• _Stored data_:
*-*-*
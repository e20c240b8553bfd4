//! Core entity types for the alignment engine.
//!
//! Entities are the classes, properties and individuals of the two knowledge
//! bases being aligned. Each one is identified by an [`EntityId`] handed out
//! by the ontology loader; the engine never interprets URIs directly. The
//! [`Partition`] records which knowledge base each id belongs to.

use std::collections::HashSet;

use serde::{Deserialize, Serialize};

/// Opaque, dense identifier for an entity of either knowledge base.
#[derive(Debug, Clone, Copy, PartialEq, Eq, Hash, PartialOrd, Ord, Serialize, Deserialize)]
#[serde(transparent)]
#[repr(transparent)]
pub struct EntityId(u32);

impl EntityId {
    /// Wrap a raw registry id.
    pub const fn new(raw: u32) -> Self {
        EntityId(raw)
    }

    /// Get the underlying `u32` value.
    pub fn get(self) -> u32 {
        self.0
    }
}

impl From<u32> for EntityId {
    fn from(raw: u32) -> Self {
        EntityId(raw)
    }
}

impl std::fmt::Display for EntityId {
    fn fmt(&self, f: &mut std::fmt::Formatter<'_>) -> std::fmt::Result {
        write!(f, "ent:{}", self.0)
    }
}

/// Classification of an entity in a knowledge base.
#[derive(Debug, Clone, Copy, PartialEq, Eq, Hash, PartialOrd, Ord, Serialize, Deserialize)]
#[serde(rename_all = "snake_case")]
pub enum EntityType {
    /// An OWL/SKOS class or concept.
    Class,
    /// A property relating two individuals.
    ObjectProperty,
    /// A property relating an individual to a literal.
    DataProperty,
    /// A named individual.
    Individual,
}

impl EntityType {
    /// All entity types, in declaration order.
    pub const ALL: [EntityType; 4] = [
        EntityType::Class,
        EntityType::ObjectProperty,
        EntityType::DataProperty,
        EntityType::Individual,
    ];

    /// Whether this is one of the two property kinds.
    pub fn is_property(self) -> bool {
        matches!(self, EntityType::ObjectProperty | EntityType::DataProperty)
    }
}

impl std::fmt::Display for EntityType {
    fn fmt(&self, f: &mut std::fmt::Formatter<'_>) -> std::fmt::Result {
        match self {
            EntityType::Class => write!(f, "class"),
            EntityType::ObjectProperty => write!(f, "object property"),
            EntityType::DataProperty => write!(f, "data property"),
            EntityType::Individual => write!(f, "individual"),
        }
    }
}

/// Which of the two knowledge bases an entity comes from.
#[derive(Debug, Clone, Copy, PartialEq, Eq, Hash, Serialize, Deserialize)]
pub enum Side {
    Source,
    Target,
}

/// Membership of entity ids in the source and target knowledge bases.
///
/// Shared (via `Arc`) by every alignment created for a match run so that
/// [`Alignment::add`](crate::alignment::Alignment::add) can reject mappings
/// pointing the wrong way.
#[derive(Debug, Clone, Default)]
pub struct Partition {
    source: HashSet<EntityId>,
    target: HashSet<EntityId>,
}

impl Partition {
    /// Build a partition from the entity ids of each side.
    pub fn new(
        source: impl IntoIterator<Item = EntityId>,
        target: impl IntoIterator<Item = EntityId>,
    ) -> Self {
        Self {
            source: source.into_iter().collect(),
            target: target.into_iter().collect(),
        }
    }

    /// Whether `id` belongs to the source knowledge base.
    pub fn in_source(&self, id: EntityId) -> bool {
        self.source.contains(&id)
    }

    /// Whether `id` belongs to the target knowledge base.
    pub fn in_target(&self, id: EntityId) -> bool {
        self.target.contains(&id)
    }

    /// The side an id belongs to. Ids shared by both sides report `Source`.
    pub fn side_of(&self, id: EntityId) -> Option<Side> {
        if self.in_source(id) {
            Some(Side::Source)
        } else if self.in_target(id) {
            Some(Side::Target)
        } else {
            None
        }
    }

    /// Whether a `(source, target)` pair points the right way.
    ///
    /// A pair is rejected when the source id is known to the target knowledge
    /// base or the target id is known to the source knowledge base.
    pub fn admits(&self, source: EntityId, target: EntityId) -> bool {
        !self.in_target(source) && !self.in_source(target)
    }
}
//! Match context: the two knowledge bases, their hierarchy and the settings
//! of one run, passed by reference to every matcher.

use std::path::Path;
use std::sync::Arc;

use crate::alignment::Alignment;
use crate::config::MatchConfig;
use crate::entity::{EntityId, EntityType, Partition, Side};
use crate::error::OntoResult;
use crate::ontology::{EntityHierarchy, Ontology, OntologySnapshot};

/// Immutable inputs of a match run.
#[derive(Debug)]
pub struct MatchContext {
    source: Ontology,
    target: Ontology,
    hierarchy: EntityHierarchy,
    partition: Arc<Partition>,
    config: MatchConfig,
}

impl MatchContext {
    /// Assemble a context from already-loaded tables.
    pub fn new(
        source: Ontology,
        target: Ontology,
        hierarchy: EntityHierarchy,
        config: MatchConfig,
    ) -> Self {
        let partition = Arc::new(Partition::new(source.entity_ids(), target.entity_ids()));
        Self {
            source,
            target,
            hierarchy,
            partition,
            config,
        }
    }

    /// Build a context from two loader snapshots.
    pub fn from_snapshots(
        source: OntologySnapshot,
        target: OntologySnapshot,
        config: MatchConfig,
    ) -> OntoResult<Self> {
        config.validate()?;
        let mut hierarchy = EntityHierarchy::new();
        let source = source.into_ontology(&mut hierarchy)?;
        let target = target.into_ontology(&mut hierarchy)?;
        tracing::info!(
            source_uri = source.uri(),
            source_entities = source.len(),
            target_uri = target.uri(),
            target_entities = target.len(),
            subclass_edges = hierarchy.edge_count(),
            "loaded knowledge bases"
        );
        Ok(Self::new(source, target, hierarchy, config))
    }

    /// Load both snapshot files and an optional TOML config.
    pub fn load(source: &Path, target: &Path, config: Option<&Path>) -> OntoResult<Self> {
        let config = match config {
            Some(path) => MatchConfig::load(path)?,
            None => MatchConfig::default(),
        };
        Self::from_snapshots(
            OntologySnapshot::load(source)?,
            OntologySnapshot::load(target)?,
            config,
        )
    }

    pub fn source(&self) -> &Ontology {
        &self.source
    }

    pub fn target(&self) -> &Ontology {
        &self.target
    }

    /// The knowledge base on one side.
    pub fn side(&self, side: Side) -> &Ontology {
        match side {
            Side::Source => &self.source,
            Side::Target => &self.target,
        }
    }

    pub fn hierarchy(&self) -> &EntityHierarchy {
        &self.hierarchy
    }

    pub fn partition(&self) -> &Arc<Partition> {
        &self.partition
    }

    pub fn config(&self) -> &MatchConfig {
        &self.config
    }

    /// Empty alignment bound to this run's partition.
    pub fn new_alignment(&self) -> Alignment {
        Alignment::new(Arc::clone(&self.partition))
    }

    /// Type of an entity on either side.
    pub fn type_of(&self, id: EntityId) -> Option<EntityType> {
        self.source.type_of(id).or_else(|| self.target.type_of(id))
    }

    /// URI of an entity on either side.
    pub fn uri_of(&self, id: EntityId) -> Option<&str> {
        self.source.uri_of(id).or_else(|| self.target.uri_of(id))
    }
}

#[cfg(test)]
mod tests {
    use super::*;
    use crate::ontology::EntitySnapshot;

    fn snapshots() -> (OntologySnapshot, OntologySnapshot) {
        let mut source = OntologySnapshot::new("http://src");
        source.entities.push(EntitySnapshot::new(1, "http://src#Heart", EntityType::Class));
        let mut target = OntologySnapshot::new("http://tgt");
        target.entities.push(EntitySnapshot::new(10, "http://tgt#Heart", EntityType::Class));
        (source, target)
    }

    #[test]
    fn alignments_are_bound_to_the_partition() {
        let (s, t) = snapshots();
        let ctx = MatchContext::from_snapshots(s, t, MatchConfig::default()).unwrap();
        let mut a = ctx.new_alignment();
        assert!(!a.add(EntityId::new(10), EntityId::new(1), 1.0));
        assert!(a.add(EntityId::new(1), EntityId::new(10), 1.0));
    }

    #[test]
    fn lookups_cover_both_sides() {
        let (s, t) = snapshots();
        let ctx = MatchContext::from_snapshots(s, t, MatchConfig::default()).unwrap();
        assert_eq!(ctx.uri_of(EntityId::new(10)), Some("http://tgt#Heart"));
        assert_eq!(ctx.type_of(EntityId::new(1)), Some(EntityType::Class));
        assert_eq!(ctx.side(Side::Target).uri(), "http://tgt");
    }

    #[test]
    fn invalid_config_is_rejected() {
        let (s, t) = snapshots();
        let config = MatchConfig {
            threshold: -0.1,
            ..Default::default()
        };
        assert!(MatchContext::from_snapshots(s, t, config).is_err());
    }
}
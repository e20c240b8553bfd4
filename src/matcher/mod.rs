//! Parallel pairwise scoring.
//!
//! Every matcher is a [`Scorer`]: a side-effect-free function from a
//! `(source, target)` pair to a similarity, plus the candidate pairs it wants
//! scored. The [`MatchEngine`] fans candidate pairs out over a bounded rayon
//! pool in batches, then inserts the surviving pairs into a fresh
//! [`Alignment`] on the calling thread, in candidate order. Given the same
//! candidates the result is identical from run to run regardless of the
//! order in which batches finish.
//!
//! Three modes share the engine:
//!
//! - [`MatchEngine::match_entities`]: the scorer's own candidates for a kind.
//! - [`MatchEngine::extend`]: candidates among entities a base alignment
//!   has not mapped yet ([`SupportsExtend`]).
//! - [`MatchEngine::rematch`]: exactly the pairs of a base alignment, at
//!   threshold 0, keeping their relation and status ([`SupportsRematch`]).
//!
//! A scoring call that panics or returns a non-finite value is logged and
//! its pair dropped; the rest of the sweep carries on.

pub mod background;
pub mod lexical;
pub mod property;
pub mod string;
pub mod structural;
pub mod value;
pub mod word;

use std::collections::{BTreeMap, BTreeSet};
use std::num::NonZeroUsize;
use std::panic::{AssertUnwindSafe, catch_unwind};

use rayon::prelude::*;

use crate::alignment::{Alignment, Mapping};
use crate::config::MatchConfig;
use crate::context::MatchContext;
use crate::entity::{EntityId, EntityType};
use crate::error::{MatchError, MatchResult};

pub use background::{BackgroundKnowledge, MediatingMatcher, SynonymTable};
pub use lexical::LexicalMatcher;
pub use property::PropertyMatcher;
pub use string::StringMatcher;
pub use structural::{NeighborSimilarityMatcher, StructuralStrategy};
pub use value::ValueMatcher;
pub use word::{WordMatcher, WordStrategy};

// ---------------------------------------------------------------------------
// Scorer and capabilities
// ---------------------------------------------------------------------------

/// A pairwise similarity function with its candidate generator.
///
/// `score` is called concurrently from the engine's worker threads and must
/// only read from `self` and the context.
pub trait Scorer: Sync {
    /// Similarity of a pair, in [0, 1].
    fn score(&self, ctx: &MatchContext, source: EntityId, target: EntityId) -> f64;

    /// Short name for logs and errors.
    fn name(&self) -> &str {
        std::any::type_name::<Self>()
    }

    /// Whether the scorer can handle entities of this kind.
    fn supports(&self, _kind: EntityType) -> bool {
        true
    }

    /// Pairs to score in match mode.
    fn candidates(&self, ctx: &MatchContext, kind: EntityType) -> Candidates {
        Candidates::for_kind(ctx, kind)
    }
}

/// Scorers that can propose pairs among entities a base alignment lacks.
pub trait SupportsExtend: Scorer {
    /// Pairs to score in extend mode. Neither entity may be mapped in `base`.
    fn extension_candidates(
        &self,
        ctx: &MatchContext,
        kind: EntityType,
        base: &Alignment,
    ) -> Candidates {
        Candidates::unmapped(ctx, kind, base)
    }
}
*-*-*
• _WHAT NEEDS TO BE DONE_:
Which of the lines above mention the word "string"? Pull those lines out.

• _RESPONSE TO THE TASK_:
pub mod string;
pub use string::StringMatcher;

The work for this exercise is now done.